Our goal for this section is to parse a NetCDF file. NetCDF is a binary format, which is most often used for climatology/geoscience data. Because it is a custom binary format, we’re going to write a custom parser for it by hand.

Tip

If you have a format based on JSON or XML to parse, then you should start with JSON.jl or julia-xml-library, rather than writing it by hand.

Tip

NetCDF was designed to store large arrays of data efficiently. If that’s a task you need to do, take a look at HDF5.jl. HDF5 is a file format that is more recent than NetCDF and that has similar goals; it is the successor to NetCDF. HDF5.jl can read and write files produced by other languages and can read and write .jld files (which can express Julia values, including their types).

Every NetCDF file has headers that decribe what data is has, and then the data. In order to do anything with the file, we need to first read the headers. The headers tell us about variables stored in the file; they’ll tell us names and metadata for each variable, plus where the value is located and how big it is. Once we’ve understood the headers, we can find and read the value of any/all variables stored in the file.

Parsing NetCDF Headers

The NetCDF file headers tell you what variables the file holds, their size and dimentions, and where in the file they are stored. There are four parts to the header. Each one answers a different question:

  1. Which version of NetCDF are we using? (either 1 or 2)

  2. What are the dimensions in this file? (name, ordered list of dimensions)

  3. What are the attributes of this file? (metadata about source of the data, I think)

  4. What are the variables in this file? (name, attributes, size, location in file)

The first one in that list is different (and simpler) than the others, so first we’re going to parse the version header, and then we’re going to talk about the rest of them.

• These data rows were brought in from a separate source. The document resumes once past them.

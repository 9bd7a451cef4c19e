//! Liveness reporting.
//!
//! # Data Flow
//! ```text
//! GET /health
//!     → liveness.rs (snapshot every named breaker)
//!     → "ok" when every partition is closed, "degraded" otherwise
//! ```
//!
//! # Design Decisions
//! - Passive and read-only: the probe never calls downstream services
//! - Always answers 200; an open breaker degrades, it does not kill the process

pub mod liveness;

pub use liveness::{Liveness, LivenessStatus};
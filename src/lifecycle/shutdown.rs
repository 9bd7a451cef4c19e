//! Shutdown coordination.

use tokio::sync::broadcast;

/// Broadcasts a single shutdown signal to every long-running task.
#[derive(Debug, Clone)]
pub struct Shutdown {
    tx: broadcast::Sender<()>,
}

impl Shutdown {
    pub fn new() -> Self {
        let (tx, _) = broadcast::channel(1);
        Self { tx }
    }

    pub fn subscribe(&self) -> broadcast::Receiver<()> {
        self.tx.subscribe()
    }

    pub fn trigger(&self) {
        tracing::info!(subscribers = self.tx.receiver_count(), "Shutdown triggered");
        let _ = self.tx.send(());
    }

    /// Tasks still subscribed.
    pub fn receiver_count(&self) -> usize {
        self.tx.receiver_count()
    }
}

impl Default for Shutdown {
    fn default() -> Self {
        Self::new()
    }
}

#[cfg(test)]
mod tests {
    use super::*;

    #[tokio::test]
    async fn test_trigger_reaches_every_subscriber() {
        let shutdown = Shutdown::new();
        let mut a = shutdown.subscribe();
        let mut b = shutdown.clone().subscribe();
        assert_eq!(shutdown.receiver_count(), 2);

        shutdown.trigger();
        assert!(a.recv().await.is_ok());
        assert!(b.recv().await.is_ok());
    }
}
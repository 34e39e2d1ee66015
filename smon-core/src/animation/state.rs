//! Animation state container

use super::animator::head_bob;
use super::mood::{Face, Mood};
use super::sleep::SleepState;
use super::ticker::Ticker;
use super::timers::{Blink, Sweat, Wink};
use crate::Millis;

/// Initial and minimum network scale ceiling, KB/s
pub const NET_SCALE_FLOOR: f32 = 1.0;

/// Gauge ratios, each in [0, 1]
#[derive(Debug, Clone, Copy, Default, PartialEq)]
#[cfg_attr(feature = "defmt", derive(defmt::Format))]
pub struct Ratios {
    pub cpu: f32,
    pub mem: f32,
    pub net: f32,
}

impl Ratios {
    /// Average of CPU and memory ratio
    pub fn load(&self) -> f32 {
        0.5 * (self.cpu + self.mem)
    }

    /// Move every ratio `factor` of the way toward `target`, clamped to [0, 1]
    pub fn ease_toward(self, target: Ratios, factor: f32) -> Ratios {
        Ratios {
            cpu: ease(self.cpu, target.cpu, factor),
            mem: ease(self.mem, target.mem, factor),
            net: ease(self.net, target.net, factor),
        }
    }
}

fn ease(current: f32, target: f32, factor: f32) -> f32 {
    (current + (target - current) * factor).clamp(0.0, 1.0)
}

/// Everything animated between frames
#[derive(Debug, Clone)]
#[cfg_attr(feature = "defmt", derive(defmt::Format))]
pub struct AnimationState {
    /// Ratios derived from the latest snapshot
    pub target: Ratios,
    /// Eased ratios shown on the gauges
    pub current: Ratios,
    /// Adaptive ceiling for rx + tx throughput, >= 1
    pub net_scale_max: f32,
    pub ticker: Ticker,
    pub blink: Blink,
    pub wink: Wink,
    pub sweat: Sweat,
    pub sleep: SleepState,
}

impl Default for AnimationState {
    fn default() -> Self {
        Self::new()
    }
}

impl AnimationState {
    /// Zeroed state with the idle ticker
    pub fn new() -> Self {
        Self {
            target: Ratios::default(),
            current: Ratios::default(),
            net_scale_max: NET_SCALE_FLOOR,
            ticker: Ticker::new(),
            blink: Blink::new(),
            wink: Wink::new(),
            sweat: Sweat::new(),
            sleep: SleepState::new(),
        }
    }

    /// Current load (average of eased CPU and memory ratio)
    pub fn load(&self) -> f32 {
        self.current.load()
    }

    /// True while the face is asleep
    pub fn is_sleeping(&self) -> bool {
        self.sleep.sleeping
    }

    /// Expression for this frame; sleep overrides the load mood
    pub fn mood(&self) -> Mood {
        if self.sleep.sleeping {
            Mood::Asleep
        } else {
            Mood::classify(self.load())
        }
    }

    /// Everything the renderer needs to draw the face at `now`
    pub fn face(&self, now: Millis) -> Face {
        let blinking = self.blink.is_active();
        Face {
            mood: self.mood(),
            left_eye_closed: blinking || self.wink.is_active(),
            right_eye_closed: blinking,
            sweating: self.sweat.is_active(),
            bob: head_bob(now),
            bubble_step: self.sleep.bubble_step,
        }
    }
}

#[cfg(test)]
mod tests {
    use super::*;

    #[test]
    fn test_ease_moves_fraction_of_gap() {
        let current = Ratios::default();
        let target = Ratios { cpu: 1.0, mem: 0.5, net: 0.0 };
        let next = current.ease_toward(target, 0.15);
        assert!((next.cpu - 0.15).abs() < 1e-6);
        assert!((next.mem - 0.075).abs() < 1e-6);
        assert_eq!(next.net, 0.0);
    }

    #[test]
    fn test_ease_clamps() {
        let current = Ratios { cpu: 1.0, mem: 0.0, net: 0.5 };
        let target = Ratios { cpu: 5.0, mem: -3.0, net: 0.5 };
        let next = current.ease_toward(target, 0.15);
        assert_eq!(next.cpu, 1.0);
        assert_eq!(next.mem, 0.0);
        assert_eq!(next.net, 0.5);
    }

    #[test]
    fn test_new_state_defaults() {
        let state = AnimationState::new();
        assert_eq!(state.net_scale_max, 1.0);
        assert_eq!(state.load(), 0.0);
        assert!(!state.is_sleeping());
        assert_eq!(state.mood(), Mood::Happy);
    }

    #[test]
    fn test_sleep_overrides_mood() {
        let mut state = AnimationState::new();
        state.current = Ratios { cpu: 0.9, mem: 0.9, net: 0.0 };
        assert_eq!(state.mood(), Mood::Sad);
        state.sleep.sleeping = true;
        assert_eq!(state.mood(), Mood::Asleep);
        assert_eq!(state.face(0).mood, Mood::Asleep);
    }
}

Parsing the Version Header

The version header consists of the characters C, D, F, and then a byte containing version value (either 0x01 or 0x02). This does not mean CDF1, but CDF and then an unprintable character whose bits are 00000001. Let’s write some code to read this:

julia> file = open("simple_xy.nc","r") # a simple NetCDF file
IOStream()

julia> read(file,Char) # C
'C'

julia> read(file,Char) # D
'D'

julia> read(file,Char) # F
'F'

julia> version = read(file,Uint8) # 1
0x01

The read function takes a stream and then a type that we want to read from it. Streams will always, at the bottom, be represented as binary, because that’s what computers represent all data as. We have to tell read how many bits to read and how to interpret them. Each 1 or 0 is a bit; a byte is 8 bits. You can interpret these in various ways.

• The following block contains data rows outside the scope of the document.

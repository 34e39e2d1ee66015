//! Minimum-interval gate
//!
//! The display loop runs as often as bytes arrive, but frames are only drawn
//! at a capped rate. A `Cadence` answers "has enough time passed?" and
//! records the accepted call.

use crate::Millis;

/// Rate limiter for periodic work
#[derive(Debug, Clone)]
#[cfg_attr(feature = "defmt", derive(defmt::Format))]
pub struct Cadence {
    interval: Millis,
    last: Option<Millis>,
}

impl Cadence {
    /// Create a gate that opens at most once per `interval` ms
    pub const fn new(interval: Millis) -> Self {
        Self {
            interval,
            last: None,
        }
    }

    /// True on the first call and whenever `interval` has elapsed
    pub fn ready(&mut self, now: Millis) -> bool {
        match self.last {
            Some(last) if now.saturating_sub(last) < self.interval => false,
            _ => {
                self.last = Some(now);
                true
            }
        }
    }
}
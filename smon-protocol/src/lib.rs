//! SMON serial telemetry protocol
//!
//! This crate defines the line protocol between the host bridge (the producer
//! running on the monitored computer) and the SMON display. The link is one
//! way: the display never answers.
//!
//! # Protocol Overview
//!
//! Every update is a single UTF-8 JSON object terminated by CR or LF:
//! ```text
//! {"cpu":23.4,"ram":16329872,"ram_used":8234567,"weather":{"temp":21.3},"uptime":54321}\n
//! ```
//!
//! All fields are optional. A field that is left out means "unchanged since
//! the previous message", so producers may send partial updates.
//!
//! Two stages turn the byte stream into messages:
//! - [`LineAssembler`] splits bytes into bounded lines
//! - [`TelemetryMessage::parse`] decodes one line into optional fields

#![cfg_attr(not(test), no_std)]
#![deny(unsafe_code)]

extern crate alloc;

pub mod line;
pub mod message;

pub use line::{Line, LineAssembler, MAX_LINE_LEN};
pub use message::{DecodeError, NetRates, TelemetryMessage, Weather};
//! Canvas trait
//!
//! Pixel-level drawing interface for a monochrome panel. Coordinates are
//! signed so partially off-screen shapes (the scrolling ticker) can be
//! expressed directly; implementations clip.

/// Pixel colour on a monochrome panel
#[derive(Debug, Clone, Copy, PartialEq, Eq)]
#[cfg_attr(feature = "defmt", derive(defmt::Format))]
pub enum Ink {
    /// Lit pixel
    On,
    /// Dark pixel
    Off,
}

/// Drawing primitives used by the dashboard
///
/// Zero or negative sizes draw nothing. Text uses a 6 px advance and 8 px
/// line height with `(x, y)` at the top-left corner of the first glyph.
pub trait Canvas {
    /// Error reported by the underlying target
    type Error;

    /// Turn every pixel off
    fn clear(&mut self) -> Result<(), Self::Error>;

    /// Fill a `w` x `h` rectangle
    fn fill_rect(&mut self, x: i32, y: i32, w: i32, h: i32, ink: Ink) -> Result<(), Self::Error>;

    /// Outline a `w` x `h` rectangle with a 1 px border
    fn draw_rect(&mut self, x: i32, y: i32, w: i32, h: i32, ink: Ink) -> Result<(), Self::Error>;

    /// Horizontal line of `len` pixels starting at `(x, y)`
    fn hline(&mut self, x: i32, y: i32, len: i32, ink: Ink) -> Result<(), Self::Error>;

    /// Vertical line of `len` pixels starting at `(x, y)`
    fn vline(&mut self, x: i32, y: i32, len: i32, ink: Ink) -> Result<(), Self::Error>;

    /// Line between two points, both inclusive
    fn line(&mut self, x0: i32, y0: i32, x1: i32, y1: i32, ink: Ink) -> Result<(), Self::Error>;

    /// Single line of text
    fn text(&mut self, x: i32, y: i32, text: &str, ink: Ink) -> Result<(), Self::Error>;
}
//! `Canvas` over embedded-graphics
//!
//! Lets the composer draw into any `DrawTarget<Color = BinaryColor>`: the
//! SH1106 framebuffer on hardware, `MockDisplay` in tests.

use embedded_graphics::mono_font::ascii::FONT_5X8;
use embedded_graphics::mono_font::{MonoFont, MonoTextStyle};
use embedded_graphics::pixelcolor::BinaryColor;
use embedded_graphics::prelude::*;
use embedded_graphics::primitives::{Line, PrimitiveStyle, Rectangle};
use embedded_graphics::text::{Baseline, Text};

use crate::canvas::{Canvas, Ink};

/// 5x8 glyphs with 1 px spacing, a 6 px advance
pub const FONT: MonoFont<'static> = MonoFont {
    character_spacing: 1,
    ..FONT_5X8
};

impl From<Ink> for BinaryColor {
    fn from(ink: Ink) -> Self {
        match ink {
            Ink::On => BinaryColor::On,
            Ink::Off => BinaryColor::Off,
        }
    }
}

/// Adapter from [`Canvas`] to an embedded-graphics draw target
pub struct GraphicsCanvas<D> {
    target: D,
}

impl<D> GraphicsCanvas<D>
where
    D: DrawTarget<Color = BinaryColor>,
{
    pub fn new(target: D) -> Self {
        Self { target }
    }

    /// Borrow the wrapped target (to flush it, for example)
    pub fn target(&self) -> &D {
        &self.target
    }

    fn rect(x: i32, y: i32, w: i32, h: i32) -> Option<Rectangle> {
        if w <= 0 || h <= 0 {
            return None;
        }
        Some(Rectangle::new(Point::new(x, y), Size::new(w as u32, h as u32)))
    }
}

impl<D> Canvas for GraphicsCanvas<D>
where
    D: DrawTarget<Color = BinaryColor>,
{
    type Error = D::Error;

    fn clear(&mut self) -> Result<(), Self::Error> {
        self.target.clear(BinaryColor::Off)
    }

    fn fill_rect(&mut self, x: i32, y: i32, w: i32, h: i32, ink: Ink) -> Result<(), Self::Error> {
        match Self::rect(x, y, w, h) {
            Some(rect) => rect
                .into_styled(PrimitiveStyle::with_fill(BinaryColor::from(ink)))
                .draw(&mut self.target),
            None => Ok(()),
        }
    }

    fn draw_rect(&mut self, x: i32, y: i32, w: i32, h: i32, ink: Ink) -> Result<(), Self::Error> {
        match Self::rect(x, y, w, h) {
            Some(rect) => rect
                .into_styled(PrimitiveStyle::with_stroke(BinaryColor::from(ink), 1))
                .draw(&mut self.target),
            None => Ok(()),
        }
    }

    fn hline(&mut self, x: i32, y: i32, len: i32, ink: Ink) -> Result<(), Self::Error> {
        self.fill_rect(x, y, len, 1, ink)
    }

    fn vline(&mut self, x: i32, y: i32, len: i32, ink: Ink) -> Result<(), Self::Error> {
        self.fill_rect(x, y, 1, len, ink)
    }

    fn line(&mut self, x0: i32, y0: i32, x1: i32, y1: i32, ink: Ink) -> Result<(), Self::Error> {
        Line::new(Point::new(x0, y0), Point::new(x1, y1))
            .into_styled(PrimitiveStyle::with_stroke(BinaryColor::from(ink), 1))
            .draw(&mut self.target)
    }

    fn text(&mut self, x: i32, y: i32, text: &str, ink: Ink) -> Result<(), Self::Error> {
        let style = MonoTextStyle::new(&FONT, BinaryColor::from(ink));
        Text::with_baseline(text, Point::new(x, y), style, Baseline::Top)
            .draw(&mut self.target)
            .map(|_| ())
    }
}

An unsigned int, like Uint8, corresponds to the standard way humans are taught to interpret base-2 numbers. If you want to convert from base-2 into decimal (base-10), then you can sum up the value of each column. A zero in any column is worth zero. A one in the right-most column is worth 1; a one in the column left of that is worth 2. As you move left, the value of a column doubles each time. Thus, 8 is 1000, 12 is 1100, and 15 is 1111. The 8 in Uint8 indicates that it has 8 bits in it, which is 1 byte. Let’s look at the binary representation of that version number we just read.

julia> bits(version)
"00000001"

The bits function shows us the binary representation of a value, as a string of zeroes and ones. There are eight characters in the string because version is a Uint8. What if we do some math with version?

julia> bits(version + 1)
"0000000000000000000000000000000000000000000000000000000000000010"

julia> bits(version * 2)
"0000000000000000000000000000000000000000000000000000000000000010"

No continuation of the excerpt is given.